_TASK GOAL_
Copy the lines exactly as they appear, starting with the first line of the records and ending with the line that contains "is one generator".
[PROVIDED DATA — start]
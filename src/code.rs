pub mod codetables;
pub mod matrix;

pub use self::matrix::BinaryMatrix;

use crate::error::{SfResult, StabForgeError};
use serde::{Deserialize, Serialize};
use std::fmt;

/// An `[[n, k, d]]` stabilizer code given by its X and Z parity-check parts.
///
/// Row `i` of `x_part` together with row `i` of `z_part` is one generator
/// `X^x Z^z` acting on `n` qubits. Both parts are `(n - k) × n`.
#[derive(Debug, Clone, PartialEq, Eq, Serialize, Deserialize)]
pub struct StabilizerCode {
    pub n: usize,
    pub k: usize,
    pub d: usize,
    pub x_part: BinaryMatrix,
    pub z_part: BinaryMatrix,
}

/// Two-qubit gates a one-ancilla-per-generator extraction circuit needs.
#[derive(Debug, Clone, Copy, Default, PartialEq, Eq, Serialize, Deserialize)]
pub struct GateCounts {
    pub cx: usize,
    pub cz: usize,
    pub cy: usize,
}

impl GateCounts {
    pub fn total(&self) -> usize {
        self.cx + self.cz + self.cy
    }
}

/// How well the generators see single-qubit Pauli errors.
#[derive(Debug, Clone, Copy, PartialEq)]
pub struct DetectionProfile {
    /// Qubits where a lone X error anticommutes with no generator.
    pub undetected_x: usize,
    pub undetected_y: usize,
    pub undetected_z: usize,
    /// Mean generator weight (non-identity positions per row).
    pub mean_row_weight: f64,
}

pub fn validate_params(n: usize, k: usize, d: usize) -> SfResult<()> {
    if k < 1 {
        return Err(StabForgeError::invalid("k", "k >= 1", k));
    }
    if k >= n {
        return Err(StabForgeError::invalid("k", format!("k < n (n = {})", n), k));
    }
    if d < 1 {
        return Err(StabForgeError::invalid("d", "d >= 1", d));
    }
    Ok(())
}

impl StabilizerCode {
    /// Builds a code and checks every invariant; invalid input never yields a code.
    pub fn new(
        n: usize,
        k: usize,
        d: usize,
        x_part: BinaryMatrix,
        z_part: BinaryMatrix,
    ) -> SfResult<Self> {
        validate_params(n, k, d)?;
        let code = Self {
            n,
            k,
            d,
            x_part,
            z_part,
        };
        code.validate()?;
        Ok(code)
    }

    #[inline(always)]
    pub fn num_generators(&self) -> usize {
        self.n - self.k
    }

    /// Symplectic form between generators `i` and `j`; 0 means they commute.
    #[inline(always)]
    pub fn symplectic_product(&self, i: usize, j: usize) -> u8 {
        self.x_part.row_dot(i, &self.z_part, j) ^ self.z_part.row_dot(i, &self.x_part, j)
    }

    /// First anticommuting generator pair, if any.
    pub fn first_conflict(&self) -> Option<(usize, usize)> {
        let r = self.x_part.rows();
        (0..r)
            .flat_map(|i| ((i + 1)..r).map(move |j| (i, j)))
            .find(|&(i, j)| self.symplectic_product(i, j) == 1)
    }

    pub fn commutes(&self) -> bool {
        self.first_conflict().is_none()
    }

    /// Same as [`commutes`](Self::commutes) but only for pairs touching row `row`.
    pub fn row_commutes(&self, row: usize) -> bool {
        (0..self.x_part.rows())
            .filter(|&j| j != row)
            .all(|j| self.symplectic_product(row, j) == 0)
    }

    fn check_shape(&self) -> SfResult<()> {
        let expected = (self.num_generators(), self.n);
        for (name, part) in [("x_part", &self.x_part), ("z_part", &self.z_part)] {
            if part.shape() != expected {
                return Err(StabForgeError::invalid(
                    name,
                    format!("{}x{} matrix", expected.0, expected.1),
                    format!("{}x{}", part.rows(), part.cols()),
                ));
            }
        }
        Ok(())
    }

    /// Shape plus symplectic commutation of every generator pair.
    pub fn validate(&self) -> SfResult<()> {
        validate_params(self.n, self.k, self.d)?;
        self.check_shape()?;
        if let Some((i, j)) = self.first_conflict() {
            return Err(StabForgeError::invalid(
                "code",
                "mutually commuting generators",
                format!("rows {} and {} anticommute", i, j),
            ));
        }
        Ok(())
    }

    /// Rank of the `(n-k) × 2n` matrix `[X | Z]` over GF(2).
    pub fn symplectic_rank(&self) -> usize {
        let rows: Vec<Vec<u8>> = (0..self.x_part.rows())
            .map(|i| {
                let mut row = self.x_part.row(i).to_vec();
                row.extend_from_slice(self.z_part.row(i));
                row
            })
            .collect();
        matrix::gf2_rank(&rows)
    }

    pub fn has_independent_generators(&self) -> bool {
        self.symplectic_rank() == self.x_part.rows()
    }

    pub fn pauli_strings(&self) -> Vec<String> {
        (0..self.x_part.rows())
            .map(|i| {
                self.x_part
                    .row(i)
                    .iter()
                    .zip(self.z_part.row(i))
                    .map(|(&x, &z)| match (x, z) {
                        (1, 0) => 'X',
                        (0, 1) => 'Z',
                        (1, 1) => 'Y',
                        _ => 'I',
                    })
                    .collect()
            })
            .collect()
    }

    pub fn gate_counts(&self) -> GateCounts {
        let mut counts = GateCounts::default();
        for i in 0..self.x_part.rows() {
            for (&x, &z) in self.x_part.row(i).iter().zip(self.z_part.row(i)) {
                match (x, z) {
                    (1, 0) => counts.cx += 1,
                    (0, 1) => counts.cz += 1,
                    (1, 1) => counts.cy += 1,
                    _ => {}
                }
            }
        }
        counts
    }

    pub fn detection_profile(&self) -> DetectionProfile {
        let rows = self.x_part.rows();
        let mut profile = DetectionProfile {
            undetected_x: 0,
            undetected_y: 0,
            undetected_z: 0,
            mean_row_weight: 0.0,
        };

        for q in 0..self.n {
            // X on q anticommutes with a generator that has a Z component there, and so on.
            let mut sees_x = false;
            let mut sees_y = false;
            let mut sees_z = false;
            for i in 0..rows {
                let x = self.x_part.get(i, q);
                let z = self.z_part.get(i, q);
                sees_x |= z == 1;
                sees_z |= x == 1;
                sees_y |= x != z;
            }
            profile.undetected_x += usize::from(!sees_x);
            profile.undetected_y += usize::from(!sees_y);
            profile.undetected_z += usize::from(!sees_z);
        }

        if rows > 0 {
            let support: usize = self.generator_weights().iter().sum();
            profile.mean_row_weight = support as f64 / rows as f64;
        }
        profile
    }

    /// Non-identity positions of each generator.
    pub fn generator_weights(&self) -> Vec<usize> {
        (0..self.x_part.rows())
            .map(|i| {
                self.x_part
                    .row(i)
                    .iter()
                    .zip(self.z_part.row(i))
                    .filter(|&(&x, &z)| (x | z) == 1)
                    .count()
            })
            .collect()
    }

    /// Number of generators acting non-trivially on each qubit.
    pub fn qubit_usage(&self) -> Vec<usize> {
        (0..self.n)
            .map(|q| {
                (0..self.x_part.rows())
                    .filter(|&i| (self.x_part.get(i, q) | self.z_part.get(i, q)) == 1)
                    .count()
            })
            .collect()
    }
}

impl fmt::Display for StabilizerCode {
    fn fmt(&self, f: &mut fmt::Formatter<'_>) -> fmt::Result {
        write!(f, "[[{},{},{}]]", self.n, self.k, self.d)?;
        for s in self.pauli_strings() {
            write!(f, " {}", s)?;
        }
        Ok(())
    }
}
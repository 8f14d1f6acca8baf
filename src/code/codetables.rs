use super::{BinaryMatrix, StabilizerCode};
use crate::error::{SfResult, StabForgeError};
use std::fs;
use std::path::Path;

/// Parses a stabilizer matrix in the codetables.de layout.
///
/// One generator per line, X bits then `|` then Z bits, optionally wrapped in
/// brackets: `[1 0 1 0 1|0 0 1 1 0]`. Lines without a `|` (headers, blank
/// lines) are skipped. Bits may be space separated or packed.
pub fn parse_stabilizer_matrix(text: &str) -> SfResult<(BinaryMatrix, BinaryMatrix)> {
    let mut x_rows = Vec::new();
    let mut z_rows = Vec::new();

    for (line_no, line) in text.lines().enumerate() {
        let line = line.trim();
        if !line.contains('|') {
            continue;
        }
        let inner = line.trim_start_matches('[').trim_end_matches(']');
        let Some((x_str, z_str)) = inner.split_once('|') else {
            continue;
        };
        x_rows.push(parse_bits(x_str, line_no + 1)?);
        z_rows.push(parse_bits(z_str, line_no + 1)?);
    }

    if x_rows.is_empty() {
        return Err(StabForgeError::invalid(
            "stabilizer matrix",
            "at least one 'X bits | Z bits' row",
            "no rows",
        ));
    }

    Ok((
        BinaryMatrix::from_rows(x_rows)?,
        BinaryMatrix::from_rows(z_rows)?,
    ))
}

fn parse_bits(s: &str, line_no: usize) -> SfResult<Vec<u8>> {
    s.chars()
        .filter(|c| !c.is_whitespace())
        .map(|c| match c {
            '0' => Ok(0),
            '1' => Ok(1),
            other => Err(StabForgeError::invalid(
                format!("stabilizer matrix line {}", line_no),
                "bits 0/1",
                format!("'{}'", other),
            )),
        })
        .collect()
}

impl StabilizerCode {
    /// Builds a code from matrix text; `n` is the column count and `k = n - rows`.
    pub fn from_matrix_text(text: &str, d: usize) -> SfResult<Self> {
        let (x_part, z_part) = parse_stabilizer_matrix(text)?;
        if x_part.cols() != z_part.cols() {
            return Err(StabForgeError::invalid(
                "z_part",
                format!("{} columns like x_part", x_part.cols()),
                z_part.cols(),
            ));
        }
        let n = x_part.cols();
        let k = n.checked_sub(x_part.rows()).ok_or_else(|| {
            StabForgeError::invalid(
                "stabilizer matrix",
                format!("at most {} rows", n),
                x_part.rows(),
            )
        })?;
        Self::new(n, k, d, x_part, z_part)
    }

    pub fn load_from_file<P: AsRef<Path>>(path: P, d: usize) -> SfResult<Self> {
        let content = fs::read_to_string(path)?;
        Self::from_matrix_text(&content, d)
    }
}
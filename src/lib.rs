pub mod api;
pub mod code;
pub mod config;
pub mod error;
pub mod noise;
pub mod optimizer;
pub mod sampler;
// cmd and reports belong to the binary (see main.rs).
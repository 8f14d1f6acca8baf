use rstest::rstest;
use stabforge::api::{self, OptimizeRequest};
use stabforge::config::{InitStrategy, SamplerParams};
use stabforge::error::StabForgeError;
use stabforge::optimizer::{
    CancelFlag, NoProgress, OptimizationOptions, Optimizer, SearchTarget, Termination,
};
use stabforge::noise::NoiseModelKind;
use stabforge::sampler::paired_base;
use std::sync::atomic::{AtomicUsize, Ordering};

fn options(max_iterations: usize, patience: usize) -> OptimizationOptions {
    OptimizationOptions {
        max_iterations,
        patience,
        ..OptimizationOptions::default()
    }
}

fn request(n: i64, k: i64, d: i64, seed: u64) -> OptimizeRequest {
    let mut req = OptimizeRequest::new(n, k, d);
    req.seed = Some(seed);
    req
}

#[test]
fn test_five_qubit_search_fifty_iterations() {
    let resp = api::optimize(&request(5, 1, 3, 11), &options(50, 0)).unwrap();

    assert_eq!(resp.best_x_part.shape(), (4, 5));
    assert_eq!(resp.best_z_part.shape(), (4, 5));
    assert_eq!(resp.error_rates.len(), 50);
    assert_eq!(resp.iterations, 50);
    assert!(resp.final_error_rate <= resp.error_rates[0]);
    assert!(resp.improvement >= 0.0);
    assert_eq!(resp.termination, Termination::MaxIterations);
}

#[test]
fn test_current_trace_never_increases() {
    let resp = api::optimize(&request(7, 1, 3, 5), &options(80, 0)).unwrap();
    for pair in resp.error_rates.windows(2) {
        assert!(pair[1] <= pair[0], "trace went up: {:?}", pair);
    }
    let min = resp.error_rates.iter().cloned().fold(f64::INFINITY, f64::min);
    assert_eq!(resp.final_error_rate, min);
}

#[test]
fn test_smallest_code_has_one_generator() {
    let resp = api::optimize(&request(2, 1, 1, 3), &options(10, 0)).unwrap();
    assert_eq!(resp.best_x_part.shape(), (1, 2));
    assert_eq!(resp.best_z_part.shape(), (1, 2));
    assert_eq!(resp.stabilizers.len(), 1);
}

#[rstest]
#[case(3, 3, 1, "k")]
#[case(3, 0, 1, "k")]
#[case(0, 1, 1, "n")]
#[case(5, 1, 0, "d")]
#[case(5, 1, -2, "d")]
fn test_invalid_parameters_name_the_field(
    #[case] n: i64,
    #[case] k: i64,
    #[case] d: i64,
    #[case] field: &str,
) {
    let err = api::optimize(&request(n, k, d, 1), &options(5, 0)).unwrap_err();
    assert!(matches!(err, StabForgeError::InvalidParameter { .. }));
    assert_eq!(err.field(), Some(field));
}

#[rstest]
#[case("Depolarizing")]
#[case("Amplitude Damping")]
#[case("Biased Noise")]
fn test_zero_error_rate_reports_no_improvement(#[case] model: &str) {
    let mut req = request(5, 1, 3, 9);
    req.model = Some(model.to_string());
    req.error_rate = Some(0.0);
    let resp = api::optimize(&req, &options(20, 0)).unwrap();
    assert_eq!(resp.final_error_rate, 0.0);
    assert_eq!(resp.improvement, 0.0);
}

#[test]
fn test_unknown_model_rejected() {
    let mut req = request(5, 1, 3, 1);
    req.model = Some("Thermal".into());
    let err = api::optimize(&req, &options(5, 0)).unwrap_err();
    assert_eq!(err.field(), Some("model"));
}

#[test]
fn test_fixed_seed_is_reproducible_across_restarts() {
    let mut opts = options(40, 0);
    opts.restarts = 4;
    let a = api::optimize(&request(6, 2, 3, 1234), &opts).unwrap();
    let b = api::optimize(&request(6, 2, 3, 1234), &opts).unwrap();
    assert_eq!(a.best_x_part, b.best_x_part);
    assert_eq!(a.best_z_part, b.best_z_part);
    assert_eq!(a.error_rates, b.error_rates);
}

#[test]
fn test_best_restart_is_not_worse_than_single_run() {
    let single = api::optimize(&request(6, 1, 3, 77), &options(30, 0)).unwrap();
    let mut opts = options(30, 0);
    opts.restarts = 3;
    let many = api::optimize(&request(6, 1, 3, 77), &opts).unwrap();
    // Restart 0 reuses the same seed as the single run.
    assert!(many.final_error_rate <= single.final_error_rate);
}

#[test]
fn test_patience_stops_early() {
    let mut opts = options(500, 1);
    opts.sampler.perturb_retries = 0;
    let resp = api::optimize(&request(5, 1, 3, 2), &opts).unwrap();
    assert_eq!(resp.termination, Termination::Converged);
    assert_eq!(resp.iterations, 2);
}

#[test]
fn test_cancel_flag_stops_search() {
    let flag = CancelFlag::new();
    flag.cancel();
    let target = SearchTarget {
        n: 5,
        k: 1,
        d: 3,
        model: NoiseModelKind::Depolarizing,
        error_rate: 0.01,
    };
    let result = Optimizer::new(options(100, 0))
        .run(&target, Some(1), None, &flag)
        .unwrap();
    assert_eq!(result.termination, Termination::Cancelled);
    assert_eq!(result.iterations(), 1);
}

#[test]
fn test_callback_sees_every_step() {
    let calls = AtomicUsize::new(0);
    let count = |_: usize, current: f64, best: f64| {
        assert!(best <= current);
        calls.fetch_add(1, Ordering::Relaxed);
        true
    };
    let req = request(5, 1, 3, 8);
    api::optimize_with(&req, &options(25, 0), None, &count).unwrap();
    assert_eq!(calls.load(Ordering::Relaxed), 24);
}

#[test]
fn test_seed_code_starts_the_search() {
    let seed = paired_base(5, 1, 1).unwrap();
    let req = request(5, 1, 3, 4);
    let result = api::optimize_with(&req, &options(1, 0), Some(&seed), &NoProgress).unwrap();
    assert_eq!(result.best_code.x_part, seed.x_part);
    assert_eq!(result.best_code.z_part, seed.z_part);
    assert_eq!(result.best_code.d, 3);
}

#[test]
fn test_random_init_reports_no_feasible_code() {
    let mut opts = options(10, 0);
    opts.sampler = SamplerParams {
        init_strategy: InitStrategy::Random,
        init_attempts: 1,
        ..SamplerParams::default()
    };
    let err = api::optimize(&request(40, 1, 3, 99), &opts).unwrap_err();
    assert!(
        matches!(err, StabForgeError::NoFeasibleCode { n: 40, k: 1, .. }),
        "unexpected error: {}",
        err
    );
}

#[test]
fn test_invalid_options_rejected_before_search() {
    let mut opts = options(10, 0);
    opts.sampler.flips_min = 0;
    let err = api::optimize(&request(5, 1, 3, 1), &opts).unwrap_err();
    assert_eq!(err.field(), Some("flips_min"));

    let mut opts = options(10, 0);
    opts.noise.threshold_amplitude_damping = -0.04;
    let err = api::optimize(&request(5, 1, 3, 1), &opts).unwrap_err();
    assert_eq!(err.field(), Some("threshold_amplitude_damping"));

    let mut opts = options(10, 0);
    opts.restarts = 0;
    let err = api::optimize(&request(5, 1, 3, 1), &opts).unwrap_err();
    assert_eq!(err.field(), Some("restarts"));
}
[PROVIDED DATA — finish]
_RESPONSE_
filename src/code.rs
pub mod codetables;
pub mod matrix;

pub use self::matrix::BinaryMatrix;

use crate::error::{SfResult, StabForgeError};
use serde::{Deserialize, Serialize};
use std::fmt;

/// An `[[n, k, d]]` stabilizer code given by its X and Z parity-check parts.
///
/// Row `i` of `x_part` together with row `i` of `z_part` is one generator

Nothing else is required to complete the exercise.